Consistent with the above findings, Lane, Cherek, Pietras, and Steinberg (2) evaluated the effect of marijuana use on monetary motivation. Adolescents who smoked marijuana on a regular basis (nearly daily) and non-smokers completed two tasks, “work” and “non-work.” The “work” task required increasing response output from the participant and garnered more monetary compensation, compared to the “non-work” task which involved no response and less monetary compensation. Marijuana smokers were found to switch to the ‘non-work’ task earlier, and a higher percentage of their total compensation came from the “non-work” task, indicating reduced motivation. In another study, Cherek, Lane & Dougherty (4) found that marijuana users were not motivated when faced with a small monetary gain, although they were motivated when faced with a large monetary gain.

In relation to mental health, Musty and Kaback (3) studied the role of depression on the relationship between marijuana use and motivation. They found that both light (median of several times per month for 4.5 years) and heavy marijuana users (median of daily use for six years) with depressive symptoms were less likely to think that 1) their environmental stimuli are structured, predictable, and stable, 2) they have the resources to meet the demands of these stimuli, and 3) these demands are worth their engagement. Heavy users with depressive symptoms also reported lower needs to achieve compared to heavy users without depression and light users.
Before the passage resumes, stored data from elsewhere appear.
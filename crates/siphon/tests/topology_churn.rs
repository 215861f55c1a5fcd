//! Remapping and topology-change handling: departed nodes, remap budgets,
//! transport failures, and cluster disconnects.

mod common;

use std::sync::atomic::Ordering;

use common::{settle, Mode, TestCluster};
use siphon::{StreamError, StreamerConfig};

fn config(cache: &str) -> StreamerConfig {
    StreamerConfig::new(cache).buf_size(1)
}

#[tokio::test]
async fn remap_required_responses_trigger_a_retry() {
    let cluster = TestCluster::start(2, 1);
    let streamer = cluster.streamer(config("c"));

    let key = cluster.keys_owned_by("c", 2, 1).remove(0);
    cluster.node(2).behavior.set_mode(Mode::RemapTimes(1));

    let fut = streamer.add(key.clone(), b"v".to_vec()).await.unwrap();
    fut.wait().await.unwrap();

    assert!(cluster.store(2).contains(&key));
    assert_eq!(streamer.stats().remaps, 1);
    assert!(
        cluster.node(2).behavior.requests_seen.load(Ordering::SeqCst) >= 2,
        "the rejected batch must be resubmitted"
    );
    streamer.close(false).await.unwrap();
}

#[tokio::test]
async fn remap_budget_exhaustion_fails_the_operation() {
    let cluster = TestCluster::start(2, 1);
    let streamer = cluster.streamer(config("c").max_remap(0));

    let key = cluster.keys_owned_by("c", 2, 1).remove(0);
    cluster.node(2).behavior.set_mode(Mode::RemapTimes(10));

    let fut = streamer.add(key, b"v".to_vec()).await.unwrap();
    assert!(matches!(
        fut.wait().await,
        Err(StreamError::RemapExhausted { .. })
    ));
    streamer.close(true).await.unwrap();
}

#[tokio::test]
async fn batches_in_flight_to_a_departed_node_are_rerouted() {
    let cluster = TestCluster::start(2, 1);
    let streamer = cluster.streamer(config("c"));

    let key = cluster.keys_owned_by("c", 2, 1).remove(0);
    cluster.node(2).behavior.set_mode(Mode::Silent);

    let fut = streamer.add(key.clone(), b"v".to_vec()).await.unwrap();
    assert!(
        settle(200, || {
            cluster.node(2).behavior.requests_seen.load(Ordering::SeqCst) == 1
        })
        .await,
        "batch must be in flight to node 2 before it departs"
    );
    assert!(!fut.is_done());

    // Node 2 leaves: its in-flight batch fails with a topology error and
    // the entries are routed again, landing on the remaining node.
    cluster.kill_node(2);
    fut.wait().await.unwrap();
    assert!(cluster.store(1).contains(&key));
    assert!(streamer.stats().remaps >= 1);
    streamer.close(false).await.unwrap();
}

#[tokio::test]
async fn buffered_entries_for_a_departed_node_are_rerouted_on_flush() {
    let cluster = TestCluster::start(2, 1);
    let streamer = cluster.streamer(StreamerConfig::new("c").buf_size(100));

    let key = cluster.keys_owned_by("c", 2, 1).remove(0);
    let fut = streamer.add(key.clone(), b"v".to_vec()).await.unwrap();
    assert!(!fut.is_done());

    cluster.kill_node(2);
    streamer.flush().await.unwrap();
    fut.wait().await.unwrap();
    assert!(cluster.store(1).contains(&key));
    streamer.close(false).await.unwrap();
}

#[tokio::test]
async fn empty_affinity_fails_the_operation_immediately() {
    let cluster = TestCluster::start(1, 1);
    let streamer = cluster.streamer(config("c"));

    cluster.kill_node(1);
    let fut = streamer.add("k", "v").await.unwrap();
    assert!(matches!(
        fut.wait().await,
        Err(StreamError::TopologyEmpty { .. })
    ));
    assert_eq!(streamer.stats().remaps, 0, "topology-empty is not retried");
    streamer.close(true).await.unwrap();
}

#[tokio::test]
async fn send_failures_to_a_live_node_surface_as_transport_errors() {
    let cluster = TestCluster::start(2, 1);
    let streamer = cluster.streamer(config("c"));

    let key = cluster.keys_owned_by("c", 2, 1).remove(0);
    // The node stays in the membership view but its transport link is gone.
    cluster.transport.drop_node(2);

    let fut = streamer.add(key, b"v".to_vec()).await.unwrap();
    assert!(matches!(
        fut.wait().await,
        Err(StreamError::Transport { node: 2, .. })
    ));
    streamer.close(true).await.unwrap();
}

#[tokio::test]
async fn the_routing_liveness_postcheck_detaches_stale_buffers() {
    let cluster = TestCluster::start(2, 1);
    let streamer = cluster.streamer(config("c"));

    let key = cluster.keys_owned_by("c", 2, 1).remove(0);
    // Membership drops node 2 but readiness lags, so routing still answers
    // with the old snapshot and the post-routing liveness check fires.
    cluster.topology.hold_readiness();
    let gone_at = cluster.topology.remove_node(2);

    let fut = streamer.add(key.clone(), b"v".to_vec()).await.unwrap();
    cluster.topology.mark_ready(gone_at);
    fut.wait().await.unwrap();

    // Entries routed after readiness catches up land on the survivor.
    let key2 = format!("after-{}", String::from_utf8_lossy(&key)).into_bytes();
    streamer
        .add(key2.clone(), b"v".to_vec())
        .await
        .unwrap()
        .wait()
        .await
        .unwrap();
    assert!(cluster.store(1).contains(&key2));
    streamer.close(false).await.unwrap();
}

#[tokio::test]
async fn disconnects_fail_everything_and_poison_ingress() {
    let cluster = TestCluster::start(1, 1);
    let streamer = cluster.streamer(config("c"));

    cluster.node(1).behavior.set_mode(Mode::Silent);
    let fut = streamer.add("k", "v").await.unwrap();
    assert!(
        settle(200, || {
            cluster.node(1).behavior.requests_seen.load(Ordering::SeqCst) == 1
        })
        .await
    );

    cluster.topology.disconnect();
    assert!(matches!(
        fut.wait().await,
        Err(StreamError::Disconnected { .. })
    ));
    assert!(matches!(
        streamer.completion().wait().await,
        Err(StreamError::Disconnected { .. })
    ));

    // Subsequent ingress reports the recorded disconnect cause, not a
    // generic closed error.
    assert!(matches!(
        streamer.add("k2", "v").await,
        Err(StreamError::Disconnected { .. })
    ));
    assert!(streamer.close(true).await.is_ok(), "close stays idempotent");
}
In conclusion, the current literature supports the ideas that marijuana use is associated with reduced motivation, and such amotivation is related to changes in dopaminergic production and response in the brain reward system. However, due to the scarcity of research, there is yet enough evidence to conclude that marijuana has a direct, causal link to a lack of motivation.

One possible method of treatment is neurofeedback, which can help balance the brain so that normal motivation can be restored.  This usually involves targeted training in frontal lobe functioning.  There is no known research literature to support this, however.  Also, in my practice, I would insist that the use of marijuana be stopped in order to give the neurofeedback training a chance to work.

 

References

  1. Volker, N, Swanson, J, Evins, A, DeLisi, L, Meier, M, Gonzalez, R, Bloomfield, M, Curran, H, & Baler, R (2016). Effects of Cannabis Use on Human Behavior, Including Cognition, Motivation, and Psychosis: A Review. JAMAL Psychiatry, 73(3):292-297.
  2. Lane, S, Cherek, D, Pietras, C, & Steinberg, J (2005). Performance of heavy marijuana-smoking adolescents on a laboratory measure of motivation.Addictive behaviors30(4), 815-828.
  3. Musty, R & Kaback, L (1995). Relationships between motivation and depression in chronic marijuana users. Life Sciences56(23-24), 2151-2158.
  4. Cherek, D, Lane, S, & Dougherty, D (2002). Possible amotivational effects following marijuana smoking under laboratory conditions.Experimental and Clinical Psychopharmacology10(1), 26.